*** Opening Recorded information ***

use std::any::Any;
use std::panic::{self, AssertUnwindSafe};
use std::sync::Arc;

use indexmap::IndexMap;

use super::analytics::AnalyticsAgent;
use super::breaks::BreakAgent;
use super::focus::FocusAgent;
use super::tasks::TaskAgent;
use super::types::{AgentInfo, Microagent, MicroagentContext, MicroagentResponse, WorkSession};
use crate::clock::{Clock, SystemClock};
use crate::storage::{Store, UserPreferences};
use crate::task::FocusingTask;

/// Number of logs loaded into the shared session history.
pub const HISTORY_LIMIT: usize = 50;

/// Runs the fixed set of agents against one user's data.
pub struct MicroagentsManager<'a> {
    store: &'a dyn Store,
    clock: Arc<dyn Clock>,
    agents: Vec<Box<dyn Microagent>>,
}

impl<'a> MicroagentsManager<'a> {
    pub fn new(store: &'a dyn Store) -> Self {
        Self::with_clock(store, Arc::new(SystemClock))
    }

    pub fn with_clock(store: &'a dyn Store, clock: Arc<dyn Clock>) -> Self {
        Self {
            store,
            clock,
            agents: vec![
                Box::new(FocusAgent),
                Box::new(BreakAgent),
                Box::new(TaskAgent),
                Box::new(AnalyticsAgent),
            ],
        }
    }

    /// Run every agent in order. The result holds one entry per agent,
    /// keyed by name, even when an agent fails.
    pub fn execute_all(
        &self,
        user_id: &str,
        current_task: Option<FocusingTask>,
    ) -> IndexMap<String, MicroagentResponse> {
        let context = self.build_context(user_id, current_task);
        self.agents
            .iter()
            .map(|agent| (agent.name().to_string(), run_guarded(agent.as_ref(), &context)))
            .collect()
    }

    pub fn execute_agent(
        &self,
        name: &str,
        user_id: &str,
        current_task: Option<FocusingTask>,
    ) -> MicroagentResponse {
        let Some(agent) = self.agents.iter().find(|a| a.name() == name) else {
            return MicroagentResponse::failure(format!("Agent \"{name}\" not found"));
        };
        let context = self.build_context(user_id, current_task);
        run_guarded(agent.as_ref(), &context)
    }

    pub fn list_agents(&self) -> Vec<AgentInfo> {
        self.agents
            .iter()
            .map(|a| AgentInfo {
                name: a.name().to_string(),
                description: a.description().to_string(),
            })
            .collect()
    }

    /// Missing or unreadable data falls back to defaults.
    fn build_context(&self, user_id: &str, current_task: Option<FocusingTask>) -> MicroagentContext<'a> {
        let user_preferences = match self.store.preferences(user_id) {
            Ok(prefs) => prefs.unwrap_or_default(),
            Err(e) => {
                tracing::warn!(error = %e, user = %user_id, "preferences unavailable, using defaults");
                UserPreferences::default()
            }
        };

        let work_session_history = match self.store.recent_logs(user_id, HISTORY_LIMIT) {
            Ok(rows) => rows.iter().map(WorkSession::from_log).collect(),
            Err(e) => {
                tracing::warn!(error = %e, user = %user_id, "session history unavailable");
                Vec::new()
            }
        };

        MicroagentContext {
            store: self.store,
            user_id: user_id.to_string(),
            current_task,
            work_session_history,
            user_preferences,
            now: self.clock.now(),
        }
    }
}

fn run_guarded(agent: &dyn Microagent, context: &MicroagentContext<'_>) -> MicroagentResponse {
    match panic::catch_unwind(AssertUnwindSafe(|| agent.execute(context))) {
        Ok(response) => response,
        Err(payload) => {
            let reason = panic_message(payload.as_ref());
            tracing::error!(agent = agent.name(), %reason, "agent panicked");
            MicroagentResponse::failure(format!("Agent execution failed: {reason}"))
        }
    }
}

fn panic_message(payload: &(dyn Any + Send)) -> String {
    if let Some(s) = payload.downcast_ref::<&str>() {
        (*s).to_string()
    } else if let Some(s) = payload.downcast_ref::<String>() {
        s.clone()
    } else {
        "Unknown error".to_string()
    }
}
use std::sync::Arc;

use chrono::{Local, Utc};
use clap::{Args, Subcommand};
use flowmo_core::notify::{AlarmQueue, DueAlert, Notifier, SilentNotifier};
use flowmo_core::storage::Store;
use flowmo_core::{
    Config, Database, Event, FocusingTask, SystemClock, TaskSource, TimerEngine, TimerState,
};

use super::print_json;

const STATE_KEY: &str = "timer_state";

#[derive(Subcommand)]
pub enum TimerAction {
    /// Start a focus cycle, or the pending break
    Start,
    /// Stop the current cycle and switch between focus and break
    Stop {
        #[command(flatten)]
        task: TaskArgs,
    },
    /// Pause the running cycle
    Pause {
        #[command(flatten)]
        task: TaskArgs,
    },
    /// Resume a paused cycle
    Resume,
    /// Print current timer state as JSON
    Status,
    /// Keep ticking until Ctrl-C, ringing alarms as they fall due
    Watch,
}

/// The task credited with the focus interval being logged.
#[derive(Args, Debug, Default)]
pub struct TaskArgs {
    /// Task ID
    #[arg(long)]
    task_id: Option<String>,
    /// Task name
    #[arg(long)]
    task_name: Option<String>,
    /// Where the task comes from (flowmo, todoist, ticktick, microsofttodo)
    #[arg(long, default_value = "flowmo")]
    source: TaskSource,
}

impl TaskArgs {
    fn focusing_task(self) -> Option<FocusingTask> {
        if self.task_id.is_none() && self.task_name.is_none() {
            return None;
        }
        Some(FocusingTask {
            id: self.task_id.unwrap_or_default(),
            name: self.task_name.unwrap_or_default(),
            source: self.source,
        })
    }
}

fn load_engine(db: &Database) -> TimerEngine {
    let state = match db.kv_get(STATE_KEY) {
        Ok(Some(json)) => serde_json::from_str::<TimerState>(&json).unwrap_or_else(|e| {
            tracing::warn!(error = %e, "stored timer state unreadable, starting fresh");
            TimerState::default()
        }),
        Ok(None) => TimerState::default(),
        Err(e) => {
            tracing::warn!(error = %e, "timer state unavailable, starting fresh");
            TimerState::default()
        }
    };
    TimerEngine::from_state(state, Arc::new(SystemClock))
}

fn save_engine(db: &Database, engine: &TimerEngine) -> Result<(), Box<dyn std::error::Error>> {
    let json = serde_json::to_string(engine.state())?;
    db.kv_set(STATE_KEY, &json)?;
    Ok(())
}

/// Print events; a recorded log also prints today's refreshed stats.
fn emit(db: &Database, events: &[Event]) -> Result<(), Box<dyn std::error::Error>> {
    for event in events {
        println!("{}", serde_json::to_string(event)?);
        if matches!(event, Event::LogRecorded { .. }) {
            if let Some(user) = db.current_user()? {
                let midnight = Local::now()
                    .date_naive()
                    .and_hms_opt(0, 0, 0)
                    .and_then(|t| t.and_local_timezone(Local).earliest())
                    .map(|t| t.with_timezone(&Utc))
                    .unwrap_or_else(Utc::now);
                let stats = db.stats_since(&user, midnight)?;
                println!("{}", serde_json::to_string(&stats)?);
            }
        }
    }
    Ok(())
}

fn ring(alert: &DueAlert) {
    tracing::info!(id = %alert.id, "alarm due");
    eprintln!("\x07{}: {}", alert.title, alert.body);
}

pub fn run(action: TimerAction) -> Result<(), Box<dyn std::error::Error>> {
    let db = Database::open()?;
    let config = Config::load_or_default();
    let mut engine = load_engine(&db);

    let events = match action {
        TimerAction::Start => {
            let queue = AlarmQueue::new(&db);
            let notifier: &dyn Notifier = if config.notifications.enabled {
                &queue
            } else {
                &SilentNotifier
            };
            // The transition stands even if scheduling the alarm failed.
            let result = engine.start(notifier);
            save_engine(&db, &engine)?;
            result?
        }
        TimerAction::Stop { task } => {
            let events = engine.stop(&db, task.focusing_task().as_ref());
            if let Err(e) = engine.dismiss_alarm(&AlarmQueue::new(&db)) {
                tracing::warn!(error = %e, "break alarm could not be dismissed");
            }
            events
        }
        TimerAction::Pause { task } => engine.pause(&db, task.focusing_task().as_ref()),
        TimerAction::Resume => engine.resume(),
        TimerAction::Status => {
            let events = engine.tick(&db);
            print_json(&engine.snapshot())?;
            events
        }
        TimerAction::Watch => {
            let tick_ms = config.timer.tick_interval_ms.max(50);
            let runtime = tokio::runtime::Builder::new_current_thread()
                .enable_all()
                .build()?;
            return runtime.block_on(watch(&db, tick_ms));
        }
    };

    emit(&db, &events)?;
    save_engine(&db, &engine)?;
    Ok(())
}

/// Tick loop for `timer watch`.
///
/// The state is reloaded on every tick and written back only when the tick
/// itself changed it, so commands run from other shells are never reverted.
async fn watch(db: &Database, tick_ms: u64) -> Result<(), Box<dyn std::error::Error>> {
    let queue = AlarmQueue::new(db);
    let mut interval = tokio::time::interval(std::time::Duration::from_millis(tick_ms));
    let ctrl_c = tokio::signal::ctrl_c();
    tokio::pin!(ctrl_c);
    let mut last_display = None;

    loop {
        tokio::select! {
            _ = interval.tick() => {
                let mut engine = load_engine(db);
                let events = engine.tick(db);
                if !events.is_empty() {
                    save_engine(db, &engine)?;
                }
                emit(db, &events)?;
                for alert in queue.take_due(Utc::now())? {
                    ring(&alert);
                }
                let display = engine.state().display_time_secs;
                if last_display != Some(display) {
                    eprint!("\r{:?} {:?} {display}s   ", engine.mode(), engine.status());
                    last_display = Some(display);
                }
            }
            _ = &mut ctrl_c => {
                eprintln!();
                break;
            }
        }
    }
    Ok(())
}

*** Closing Recorded information ***

Working through the data above, find every line holding "super" and copy it.

§ **Expected answer**:
use super::analytics::AnalyticsAgent;
use super::breaks::BreakAgent;
use super::focus::FocusAgent;
use super::tasks::TaskAgent;
use super::types::{AgentInfo, Microagent, MicroagentContext, MicroagentResponse, WorkSession};
use super::print_json;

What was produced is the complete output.